Ilustrasi - ini salah amalan yang memberatkan di akhirat dalam beberapa riwayat Islam (Foto: Pexels/Thridman)
Jakarta, Jurnas.com - Dalam ajaran Islam, seluruh amal manusia akan diperhitungkan dan ditimbang pada hari kiamat untuk menentukan balasan yang layak, apakah menuju surga atau neraka. Allah SWT menegaskan hal ini dalam firman-Nya pada Surah Al-A’raf ayat 8–9:
وَالْوَزْنُ يَوْمَئِذٍ الْحَقُّ ۚ فَمَن ثَقُلَتْ مَوَازِينُهُ فَأُولَـٰئِكَ هُمُ الْمُفْلِحُونَ وَمَنْ خَفَّتْ مَوَازِينُهُ فَأُولَـٰئِكَ الَّذِينَ خَسِرُوا أَنفُسَهُم بِمَا كَانُوا بِآيَاتِنَا يَظْلِمُونَ
“Timbangan pada hari itu adalah kebenaran. Maka barang siapa berat timbangan (kebaikannya), maka mereka itulah orang-orang yang beruntung. Dan barang siapa ringan timbangannya, maka mereka itulah orang-orang yang merugikan dirinya sendiri karena mereka berbuat zalim terhadap ayat-ayat Kami.” (QS. Al-A’raf: 8–9)
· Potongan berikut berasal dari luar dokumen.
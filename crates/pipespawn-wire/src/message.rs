//! Control-channel messages.

use crate::error::WireError;
use crate::primitives::{
    read_i64, read_string, read_strings, write_i64, write_string, write_strings,
};
use pipespawn_common::Pid;
use std::io::{self, Read, Write};

/// Leading byte of every command.
#[derive(Debug, Clone, Copy, PartialEq, Eq)]
#[repr(u8)]
pub enum Opcode {
    Launch = 0,
    QueryState = 1,
    WaitState = 2,
}

impl TryFrom<u8> for Opcode {
    type Error = WireError;

    fn try_from(byte: u8) -> Result<Self, Self::Error> {
        match byte {
            0 => Ok(Opcode::Launch),
            1 => Ok(Opcode::QueryState),
            2 => Ok(Opcode::WaitState),
            other => Err(WireError::UnknownOpcode(other)),
        }
    }
}

/// Everything the worker needs to create one child.
///
/// Each suffix is present only when that stream is wired to a process-owned
/// named pipe; the pipe is then `pipe_prefix + suffix`. The five string
/// fields are all optional on the wire and are validated by the worker.
#[derive(Debug, Clone, PartialEq, Eq, Default)]
pub struct LaunchRequest {
    pub pipe_prefix: Option<String>,
    pub in_suffix: Option<String>,
    pub out_suffix: Option<String>,
    pub err_suffix: Option<String>,
    pub executable: Option<String>,
    pub argv: Vec<String>,
}

impl LaunchRequest {
    pub fn encode<W: Write + ?Sized>(&self, w: &mut W) -> io::Result<()> {
        write_string(w, self.pipe_prefix.as_deref())?;
        write_string(w, self.in_suffix.as_deref())?;
        write_string(w, self.out_suffix.as_deref())?;
        write_string(w, self.err_suffix.as_deref())?;
        write_string(w, self.executable.as_deref())?;
        write_strings(w, &self.argv)
    }

    pub fn decode<R: Read + ?Sized>(r: &mut R) -> Result<Self, WireError> {
        Ok(Self {
            pipe_prefix: read_string(r)?,
            in_suffix: read_string(r)?,
            out_suffix: read_string(r)?,
            err_suffix: read_string(r)?,
            executable: read_string(r)?,
            argv: read_strings(r)?,
        })
    }
}

/// A request from the caller to the worker.
#[derive(Debug, Clone, PartialEq, Eq)]
pub enum Command {
    Launch(LaunchRequest),
    QueryState(Pid),
    WaitState(Pid),
}

impl Command {
    pub fn opcode(&self) -> Opcode {
        match self {
            Command::Launch(_) => Opcode::Launch,
            Command::QueryState(_) => Opcode::QueryState,
            Command::WaitState(_) => Opcode::WaitState,
        }
    }

    /// Writes the opcode byte and the payload. The caller flushes.
    pub fn encode<W: Write + ?Sized>(&self, w: &mut W) -> io::Result<()> {
        w.write_all(&[self.opcode() as u8])?;
        match self {
            Command::Launch(request) => request.encode(w),
            Command::QueryState(pid) | Command::WaitState(pid) => write_i64(w, *pid),
        }
    }

    /// Reads the next command.
    ///
    /// Returns `Ok(None)` on a clean end of stream before the opcode byte.
    /// End of stream inside the payload is [`WireError::Closed`].
    pub fn decode<R: Read + ?Sized>(r: &mut R) -> Result<Option<Self>, WireError> {
        let mut op = [0u8; 1];
        loop {
            match r.read(&mut op) {
                Ok(0) => return Ok(None),
                Ok(_) => break,
                Err(e) if e.kind() == io::ErrorKind::Interrupted => continue,
                Err(e) => return Err(WireError::Io(e)),
            }
        }

        let command = match Opcode::try_from(op[0])? {
            Opcode::Launch => Command::Launch(LaunchRequest::decode(r)?),
            Opcode::QueryState => Command::QueryState(read_i64(r)?),
            Opcode::WaitState => Command::WaitState(read_i64(r)?),
        };
        Ok(Some(command))
    }
}

/// The worker's answer to a launch.
///
/// On the wire this is a single i64: a positive pid, or a negative value
/// holding the negated OS error code. Zero is never sent.
#[derive(Debug, Clone, Copy, PartialEq, Eq)]
pub enum SpawnOutcome {
    Spawned(Pid),
    Failed(i32),
}

impl SpawnOutcome {
    pub fn encode<W: Write + ?Sized>(&self, w: &mut W) -> io::Result<()> {
        let value = match *self {
            SpawnOutcome::Spawned(pid) => pid,
            SpawnOutcome::Failed(code) => -i64::from(code),
        };
        write_i64(w, value)
    }

    pub fn decode<R: Read + ?Sized>(r: &mut R) -> Result<Self, WireError> {
        let value = read_i64(r)?;
        if value > 0 {
            return Ok(SpawnOutcome::Spawned(value));
        }
        value
            .checked_neg()
            .and_then(|code| i32::try_from(code).ok())
            .filter(|code| *code > 0)
            .map(SpawnOutcome::Failed)
            .ok_or(WireError::InvalidSpawnReply(value))
    }
}

#[cfg(test)]
mod tests {
    use super::*;
    use proptest::prelude::*;
    use std::io::Cursor;

    fn request() -> LaunchRequest {
        LaunchRequest {
            pipe_prefix: Some("/tmp/1234_1".to_string()),
            in_suffix: Some("_in".to_string()),
            out_suffix: Some("_out".to_string()),
            err_suffix: None,
            executable: Some("/bin/cat".to_string()),
            argv: vec!["cat".to_string()],
        }
    }

    #[test]
    fn test_launch_command_layout() {
        let mut buf = Vec::new();
        Command::Launch(LaunchRequest::default()).encode(&mut buf).unwrap();

        let mut expected = vec![0u8];
        for _ in 0..5 {
            expected.extend_from_slice(&(-1i32).to_le_bytes());
        }
        expected.extend_from_slice(&0i32.to_le_bytes());
        assert_eq!(buf, expected);
    }

    #[test]
    fn test_query_commands() {
        let mut buf = Vec::new();
        Command::QueryState(77).encode(&mut buf).unwrap();
        Command::WaitState(78).encode(&mut buf).unwrap();
        assert_eq!(buf.len(), 18);
        assert_eq!(buf[0], 1);
        assert_eq!(buf[9], 2);

        let mut r = Cursor::new(buf);
        assert_eq!(Command::decode(&mut r).unwrap(), Some(Command::QueryState(77)));
        assert_eq!(Command::decode(&mut r).unwrap(), Some(Command::WaitState(78)));
        assert_eq!(Command::decode(&mut r).unwrap(), None);
    }

    #[test]
    fn test_launch_round_trip() {
        let mut buf = Vec::new();
        Command::Launch(request()).encode(&mut buf).unwrap();
        let decoded = Command::decode(&mut Cursor::new(buf)).unwrap();
        assert_eq!(decoded, Some(Command::Launch(request())));
    }

    #[test]
    fn test_unknown_opcode() {
        let err = Command::decode(&mut Cursor::new(vec![9u8])).unwrap_err();
        assert!(matches!(err, WireError::UnknownOpcode(9)));
    }

    #[test]
    fn test_truncated_launch_is_closed() {
        let mut buf = Vec::new();
        Command::Launch(request()).encode(&mut buf).unwrap();
        buf.truncate(buf.len() - 2);
        let err = Command::decode(&mut Cursor::new(buf)).unwrap_err();
        assert!(err.is_closed());
    }

    #[test]
    fn test_spawn_outcome() {
        let mut buf = Vec::new();
        SpawnOutcome::Spawned(4242).encode(&mut buf).unwrap();
        SpawnOutcome::Failed(2).encode(&mut buf).unwrap();
        assert_eq!(&buf[8..], &(-2i64).to_le_bytes());

        let mut r = Cursor::new(buf);
        assert_eq!(SpawnOutcome::decode(&mut r).unwrap(), SpawnOutcome::Spawned(4242));
        assert_eq!(SpawnOutcome::decode(&mut r).unwrap(), SpawnOutcome::Failed(2));
    }

    #[test]
    fn test_spawn_reply_out_of_range() {
        for value in [0, i64::MIN, -i64::from(i32::MAX) - 1] {
            let mut buf = Vec::new();
            write_i64(&mut buf, value).unwrap();
            let err = SpawnOutcome::decode(&mut Cursor::new(buf)).unwrap_err();
            assert!(matches!(err, WireError::InvalidSpawnReply(v) if v == value));
            assert!(matches!(
                pipespawn_common::FatalError::from(err),
                pipespawn_common::FatalError::Malformed(_)
            ));
        }
    }

    fn opt_string() -> impl Strategy<Value = Option<String>> {
        prop::option::of(".{0,24}")
    }

    prop_compose! {
        fn arb_request()(
            pipe_prefix in opt_string(),
            in_suffix in opt_string(),
            out_suffix in opt_string(),
            err_suffix in opt_string(),
            executable in opt_string(),
            argv in prop::collection::vec(".{0,16}", 0..6),
        ) -> LaunchRequest {
            LaunchRequest { pipe_prefix, in_suffix, out_suffix, err_suffix, executable, argv }
        }
    }

    proptest! {
        #[test]
        fn launch_request_survives_encode_decode(req in arb_request()) {
            let mut buf = Vec::new();
            req.encode(&mut buf).unwrap();
            let mut r = Cursor::new(buf);
            let decoded = LaunchRequest::decode(&mut r).unwrap();
            prop_assert_eq!(decoded, req);
            prop_assert_eq!(r.position() as usize, r.get_ref().len());
        }
    }
}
Ini Penghuni Neraka yang Paling Ringan Azabnya
Ayat tersebut menunjukkan bahwa amal perbuatan manusia akan dinilai berdasarkan keikhlasan dan kebenaran niatnya. Amal yang dilakukan semata karena Allah SWT akan menjadi pemberat timbangan kebaikan di hari pembalasan.
Salah satu amalan yang paling memberatkan timbangan adalah akhlak yang baik. Rasulullah SAW bersabda:
Kejujuran dalam Jual Beli Bawa Keberkahan
مَا مِنْ شَيْءٍ أَثْقَلُ فِي الْمِيزَانِ مِنْ حُسْنِ الْخُلُقِ
“Tidak ada sesuatu yang lebih berat dalam timbangan seorang mukmin pada hari kiamat daripada akhlak yang baik.” (HR. Tirmidzi)
Akhlak mulia meliputi sifat sabar, jujur, rendah hati, serta kelembutan dalam berbicara dan berperilaku. Akhlak yang baik bukan sekadar hubungan sosial, melainkan bukti nyata dari keimanan seseorang.
Rasulullah SAW juga bersabda:
إِنَّ أَكْمَلَ الْمُؤْمِنِينَ إِيمَانًا أَحْسَنُهُمْ خُلُقًا
“Sesungguhnya orang yang paling sempurna imannya adalah yang paling baik akhlaknya.” (HR. Tirmidzi)
Selain akhlak, dzikir kepada Allah juga merupakan amalan ringan di lisan namun besar nilainya di sisi-Nya. Dalam hadis sahih riwayat Muslim, Rasulullah SAW bersabda:
كَلِمَتَانِ خَفِيفَتَانِ عَلَى اللِّسَانِ، ثَقِيلَتَانِ فِي الْمِيزَانِ، حَبِيبَتَانِ إِلَى الرَّحْمٰنِ: سُبْحَانَ اللَّهِ وَبِحَمْدِهِ، سُبْحَانَ اللَّهِ الْعَظِيمِ
“Dua kalimat yang ringan di lisan, namun berat di timbangan dan dicintai oleh Ar-Rahman: ‘Subhanallah wa bihamdih, Subhanallahil ‘azhim.’” (HR. Muslim)
Dzikir dan doa yang dilandasi keikhlasan dapat menjadi penghapus dosa dan penambah pahala. Kalimat yang sederhana seperti Subhanallah atau Astaghfirullah memiliki bobot besar di sisi Allah jika diucapkan dengan hati yang tulus.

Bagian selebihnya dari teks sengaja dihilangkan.